Pendant des années j'ai détourné la tête. Ses sculptures me donnaient la nausée...

J'étais assise à la terrasse d'un café que nous, les collégiens de la petite ville du bord de mer, fréquentions. Je buvais une limonade, feuilletant au soleil le livre offert pour mes 13 ans par mes parents. Je l'adorais, Giacometti ! Comme d'autres étaient fan des Doors certainement.  Giacometti et Modigliani. Allez savoir pourquoi !
Le monsieur aux cheveux blancs, à l'allure si respectable, était assis à une table proche. Et il me parla de Lui, qui sculptait ces corps étrangement maigres et pleins de force. Il connaissait bien son oeuvre, me donnait le nom des oeuvres au fur et à mesure que je tournais les pages au papier glacé.
C'était tout près, il avait des livres qui me passionneraient, et même des reproductions.

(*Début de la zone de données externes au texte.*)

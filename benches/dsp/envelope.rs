//! Benchmarks for the tick-driven envelope generator.

use std::hint::black_box;

use criterion::Criterion;
use tracker_voice::{dsp::EnvelopeGenerator, instrument::EnvelopeParams};

/// One second of control ticks at 50 Hz.
const TICKS: usize = 50;

pub fn bench_envelope(c: &mut Criterion) {
    let mut group = c.benchmark_group("dsp/envelope");
    let params = EnvelopeParams {
        attack_length: 20,
        attack_level: 64,
        decay_length: 20,
        decay_level: 40,
        sustain_level: 40,
        sustain_ticks: 0,
        release_length: 40,
    };

    group.bench_function("attack_decay", |b| {
        let mut env = EnvelopeGenerator::new();
        b.iter(|| {
            env.note_on(&params);
            for _ in 0..TICKS {
                black_box(env.tick(black_box(&params)));
            }
        })
    });

    group.bench_function("release", |b| {
        let mut env = EnvelopeGenerator::new();
        b.iter(|| {
            env.note_on(&params);
            env.note_off();
            for _ in 0..TICKS {
                black_box(env.tick(black_box(&params)));
            }
        })
    });

    group.finish();
}
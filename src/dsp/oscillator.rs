//! Wavetable and PCM sample oscillators.

/*
Oscillators
===========

Both oscillators read signed 8-bit data through a floating phase and divide by
128, so output sits in [-1.0, 1.0).

  phase       Read position, in samples of the source data.
  increment   How far the phase moves per output sample.

WAVETABLE
    The phase cycles over one built-in wave:

        increment = frequency / sample_rate · wave_len

    and wraps by subtracting the wave length, so it always stays inside
    [0, wave_len). Switching waves keeps the phase (folded into the new
    length) so the sequencer can change timbre mid-cycle.

PCM
    The phase walks through the owned sample buffer. The sample is assumed to
    be recorded so that note 48 (C-3) plays it at its native rate:

        increment = frequency / note_to_frequency(48)

    The increment does not depend on the output sample rate. With a loop
    (length > 1) the phase jumps back by the loop length whenever it reaches
    the loop end. Without one the oscillator reports `Finished` when the phase
    runs off the end of the data.
*/

use super::{pitch::note_to_frequency, waves};
use crate::instrument::{PcmSample, SoundSource};

/// MIDI note at which a PCM sample plays back unshifted.
pub const PCM_NATIVE_NOTE: f32 = 48.0;

/// Whether the oscillator can keep producing sound.
#[derive(Debug, Clone, Copy, PartialEq, Eq)]
pub enum Playback {
    Playing,
    Finished,
}

#[derive(Debug, Clone, Default)]
pub struct WavetableOscillator {
    wave: u8,
    phase: f32,
    increment: f32,
}

impl WavetableOscillator {
    pub fn new(wave: u8) -> Self {
        Self {
            wave,
            ..Self::default()
        }
    }

    pub fn reset(&mut self, wave: u8) {
        *self = Self::new(wave);
    }

    pub fn set_wave(&mut self, wave: u8) {
        self.wave = wave;
        let len = self.wave_len();
        while self.phase >= len {
            self.phase -= len;
        }
    }

    pub fn set_frequency(&mut self, frequency: f32, sample_rate: f32) {
        self.increment = frequency / sample_rate * self.wave_len();
    }

    #[inline]
    pub fn produce_sample(&self) -> f32 {
        match waves::waveform(usize::from(self.wave)) {
            Some(wave) => f32::from(wave[self.phase as usize % wave.len()]) / 128.0,
            None => 0.0,
        }
    }

    #[inline]
    pub fn advance_phase(&mut self) {
        let len = self.wave_len();
        self.phase += self.increment;
        while self.phase >= len {
            self.phase -= len;
        }
    }

    fn wave_len(&self) -> f32 {
        waves::wave_length(usize::from(self.wave)) as f32
    }

    pub fn wave(&self) -> u8 {
        self.wave
    }

    pub fn phase(&self) -> f32 {
        self.phase
    }

    pub fn increment(&self) -> f32 {
        self.increment
    }
}

#[derive(Debug, Clone, Default)]
pub struct PcmOscillator {
    phase: f32,
    increment: f32,
}

impl PcmOscillator {
    pub fn new() -> Self {
        Self::default()
    }

    pub fn reset(&mut self) {
        *self = Self::default();
    }

    pub fn set_frequency(&mut self, frequency: f32) {
        self.increment = frequency / note_to_frequency(PCM_NATIVE_NOTE);
    }

    #[inline]
    pub fn produce_sample(&self, sample: &PcmSample) -> f32 {
        sample
            .data()
            .get(self.phase as usize)
            .map_or(0.0, |&s| f32::from(s) / 128.0)
    }

    #[inline]
    pub fn advance_phase(&mut self, sample: &PcmSample) -> Playback {
        self.phase += self.increment;

        if sample.is_looping() {
            let loop_end = sample.loop_end() as f32;
            let loop_length = sample.loop_length() as f32;
            while self.phase >= loop_end {
                self.phase -= loop_length;
            }
            Playback::Playing
        } else if self.phase >= sample.len() as f32 {
            Playback::Finished
        } else {
            Playback::Playing
        }
    }

    pub fn phase(&self) -> f32 {
        self.phase
    }

    pub fn increment(&self) -> f32 {
        self.increment
    }
}

/// The sound generator of a voice, matching the kind of its instrument.
#[derive(Debug, Clone)]
pub enum Oscillator {
    Wavetable(WavetableOscillator),
    Pcm(PcmOscillator),
}

impl Oscillator {
    /// A fresh oscillator of the right variant for `source`.
    pub fn for_source(source: &SoundSource) -> Self {
        match source {
            SoundSource::Wavetable(table) => {
                Oscillator::Wavetable(WavetableOscillator::new(table.start_wave()))
            }
            SoundSource::Pcm(_) => Oscillator::Pcm(PcmOscillator::new()),
        }
    }

    /// One sample at the current phase. Mismatched source variants are silent.
    #[inline]
    pub fn produce_sample(&self, source: &SoundSource) -> f32 {
        match (self, source) {
            (Oscillator::Wavetable(osc), SoundSource::Wavetable(_)) => osc.produce_sample(),
            (Oscillator::Pcm(osc), SoundSource::Pcm(sample)) => osc.produce_sample(sample),
            _ => 0.0,
        }
    }

    #[inline]
    pub fn advance_phase(&mut self, source: &SoundSource) -> Playback {
        match (self, source) {
            (Oscillator::Wavetable(osc), SoundSource::Wavetable(_)) => {
                osc.advance_phase();
                Playback::Playing
            }
            (Oscillator::Pcm(osc), SoundSource::Pcm(sample)) => osc.advance_phase(sample),
            _ => Playback::Finished,
        }
    }

    pub fn phase(&self) -> f32 {
        match self {
            Oscillator::Wavetable(osc) => osc.phase(),
            Oscillator::Pcm(osc) => osc.phase(),
        }
    }

    pub fn increment(&self) -> f32 {
        match self {
            Oscillator::Wavetable(osc) => osc.increment(),
            Oscillator::Pcm(osc) => osc.increment(),
        }
    }
}

impl Default for Oscillator {
    fn default() -> Self {
        Oscillator::Wavetable(WavetableOscillator::default())
    }
}

#[cfg(test)]
mod tests {
    use super::*;
    use crate::instrument::{PcmSample, WavetableSource};
    use approx::assert_relative_eq;

    #[test]
    fn wavetable_phase_stays_inside_wave() {
        let mut osc = WavetableOscillator::new(46);
        osc.set_frequency(3_000.0, 44_100.0);
        for _ in 0..10_000 {
            osc.advance_phase();
            assert!(osc.phase() >= 0.0 && osc.phase() < 48.0);
        }
    }

    #[test]
    fn wavetable_increment_scales_with_wave_length() {
        let mut long = WavetableOscillator::new(0);
        let mut short = WavetableOscillator::new(32);
        long.set_frequency(441.0, 44_100.0);
        short.set_frequency(441.0, 44_100.0);
        assert_relative_eq!(long.increment(), 0.32, max_relative = 1e-6);
        assert_relative_eq!(short.increment(), 0.16, max_relative = 1e-6);
    }

    #[test]
    fn wavetable_reads_normalised_wave_data() {
        let osc = WavetableOscillator::new(40);
        assert_eq!(osc.produce_sample(), -1.0);
    }

    #[test]
    fn switching_to_shorter_wave_folds_phase() {
        let mut osc = WavetableOscillator::new(0);
        osc.set_frequency(1.0, 32.0);
        for _ in 0..20 {
            osc.advance_phase();
        }
        osc.set_wave(32);
        assert_eq!(osc.phase(), 4.0);
    }

    #[test]
    fn pcm_native_note_plays_one_sample_per_frame() {
        let mut osc = PcmOscillator::new();
        osc.set_frequency(note_to_frequency(PCM_NATIVE_NOTE));
        assert_relative_eq!(osc.increment(), 1.0, max_relative = 1e-6);

        osc.set_frequency(note_to_frequency(PCM_NATIVE_NOTE + 12.0));
        assert_relative_eq!(osc.increment(), 2.0, max_relative = 1e-5);
    }

    #[test]
    fn pcm_loop_keeps_phase_in_region() {
        let sample = PcmSample::new(vec![0; 100]).with_loop(10, 20);
        let mut osc = PcmOscillator::new();
        osc.set_frequency(note_to_frequency(PCM_NATIVE_NOTE + 7.0));

        let mut wrapped = false;
        for _ in 0..1_000 {
            assert_eq!(osc.advance_phase(&sample), Playback::Playing);
            assert!(osc.phase() < 30.0);
            if wrapped {
                assert!(osc.phase() >= 10.0);
            }
            wrapped |= osc.phase() >= 10.0;
        }
    }

    #[test]
    fn pcm_one_shot_finishes_at_end() {
        let sample = PcmSample::new(vec![64; 4]);
        let mut osc = PcmOscillator::new();
        osc.set_frequency(note_to_frequency(PCM_NATIVE_NOTE));

        assert_eq!(osc.produce_sample(&sample), 0.5);
        let states: Vec<Playback> = (0..4).map(|_| osc.advance_phase(&sample)).collect();
        assert_eq!(states[2], Playback::Playing);
        assert_eq!(states[3], Playback::Finished);
        assert_eq!(osc.produce_sample(&sample), 0.0);
    }

    #[test]
    fn oscillator_variant_follows_source() {
        let table = SoundSource::Wavetable(WavetableSource::new(16));
        let pcm = SoundSource::Pcm(PcmSample::new(vec![1]));
        assert!(matches!(Oscillator::for_source(&table), Oscillator::Wavetable(ref o) if o.wave() == 16));
        assert!(matches!(Oscillator::for_source(&pcm), Oscillator::Pcm(_)));
        assert_eq!(Oscillator::for_source(&pcm).produce_sample(&table), 0.0);
    }
}
//! Tick-rate sine vibrato.

/*
Vibrato
=======

A sine LFO that bends pitch by a few cents. It runs at tick rate, so its
period is counted in ticks rather than hertz:

    phase += π / speed        per tick, wrapped at 2π
    cents  = sin(phase) · depth · 0.5

A full cycle therefore takes `2 · speed` ticks, and `depth` is the peak
offset in half-cent units. After note-on the LFO waits `delay` ticks before
its phase starts moving; while waiting the offset is 0.

Speed 0 or depth 0 disables the LFO entirely and the offset is 0.
*/

use std::f32::consts::{PI, TAU};

use crate::instrument::VibratoParams;

#[derive(Debug, Clone, Default)]
pub struct Vibrato {
    delay_remaining: u8,
    phase: f32,
    cents: f32,
}

impl Vibrato {
    pub fn new() -> Self {
        Self::default()
    }

    /// Rewinds the LFO and arms the start delay.
    pub fn note_on(&mut self, params: &VibratoParams) {
        self.delay_remaining = params.delay;
        self.phase = 0.0;
        self.cents = 0.0;
    }

    /// Advances one tick and returns the pitch offset in cents.
    pub fn tick(&mut self, params: &VibratoParams) -> f32 {
        if !params.is_active() {
            self.cents = 0.0;
            return self.cents;
        }

        if self.delay_remaining > 0 {
            self.delay_remaining -= 1;
            return self.cents;
        }

        self.phase += PI / f32::from(params.speed);
        if self.phase >= TAU {
            self.phase -= TAU;
        }
        self.cents = self.phase.sin() * f32::from(params.depth) * 0.5;
        self.cents
    }

    pub fn cents(&self) -> f32 {
        self.cents
    }

    pub fn phase(&self) -> f32 {
        self.phase
    }

    pub fn delay_remaining(&self) -> u8 {
        self.delay_remaining
    }
}

#[cfg(test)]
mod tests {
    use super::*;
    use approx::assert_abs_diff_eq;

    #[test]
    fn zero_depth_never_bends() {
        let params = VibratoParams {
            delay: 0,
            speed: 4,
            depth: 0,
        };
        let mut vibrato = Vibrato::new();
        vibrato.note_on(&params);
        for _ in 0..100 {
            assert_eq!(vibrato.tick(&params), 0.0);
        }
    }

    #[test]
    fn delay_holds_phase_still() {
        let params = VibratoParams {
            delay: 3,
            speed: 2,
            depth: 20,
        };
        let mut vibrato = Vibrato::new();
        vibrato.note_on(&params);

        for _ in 0..3 {
            assert_eq!(vibrato.tick(&params), 0.0);
            assert_eq!(vibrato.phase(), 0.0);
        }
        // speed 2: a quarter cycle per tick, so the first step lands on the peak
        assert_abs_diff_eq!(vibrato.tick(&params), 10.0, epsilon = 1e-4);
    }

    #[test]
    fn cycle_lasts_twice_speed_ticks() {
        let params = VibratoParams {
            delay: 0,
            speed: 8,
            depth: 40,
        };
        let mut vibrato = Vibrato::new();
        vibrato.note_on(&params);

        let offsets: Vec<f32> = (0..32).map(|_| vibrato.tick(&params)).collect();
        for (a, b) in offsets.iter().zip(&offsets[16..]) {
            assert_abs_diff_eq!(a, b, epsilon = 1e-3);
        }
        assert!(offsets.iter().all(|c| c.abs() <= 20.0 + 1e-4));
        assert!(vibrato.phase() < TAU);
    }
}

Et je me suis levée. Et je l'ai suivi.
Oui, je sais maintenant. Je le savais aussi, à l'époque, mais.. Mais voilà, je me suis levée, et je l'ai suivi. Pleine de joie.
Je ne me souviens que de ses mots sur Lui. "Il aimait les enfants encore pré-pubères, au corps filiforme." C'est tout ce dont je me souviens.
Et de ma lutte pour échapper à cet homme. Et de son corps qui se frottait à moi violemment. Comme un chien. Mais j'étais forte. Encore plus forte qu'il ne l'était. Et il n'avait pas fermé la porte à clé. Dans la cage d'escalier, ses mains me retenaient encore violemment, mais j'ai réussi. A dégringoler la volée de marches. Serrant mon vêtement aux boutons arrachés. Frottant mes mains sur mon corps contre lequel il avait frotté le sien, pour en détacher la moindre particule. Je n'avais pas été violée, juste souillée par un animal. Qui avait du éjaculer dans son pantalon, nourri de ma peur, de mon dégoût de ce corps plaqué au mien.
J'ai oublié le livre de Giacometti chez lui, je suppose. Je ne sais même plus. Je voulais juste vomir. Et me terrer.
J'ai passé de longues heures dans une grotte, au bord de l'eau. Jusqu'au moment où la marée m'aurait emprisonnée.
Je suis repartie. Avec mon silence.
Et, pendant des années, n'ai plus pu regarder une sculpture de Giacometti sans en avoir la nausée.
...
Il se nomme "feu" en breton. Et je lui ai raconté. Ce que j'avais tu depuis toutes ces années. A lui qui connaît si bien son oeuvre. A lui qui alla même voir la tombe de son frère, Diego Giacometti.
Non, je te le dis, te l'affirme, non. Il aimait les femmes, pas les enfants. C'était un mensonge.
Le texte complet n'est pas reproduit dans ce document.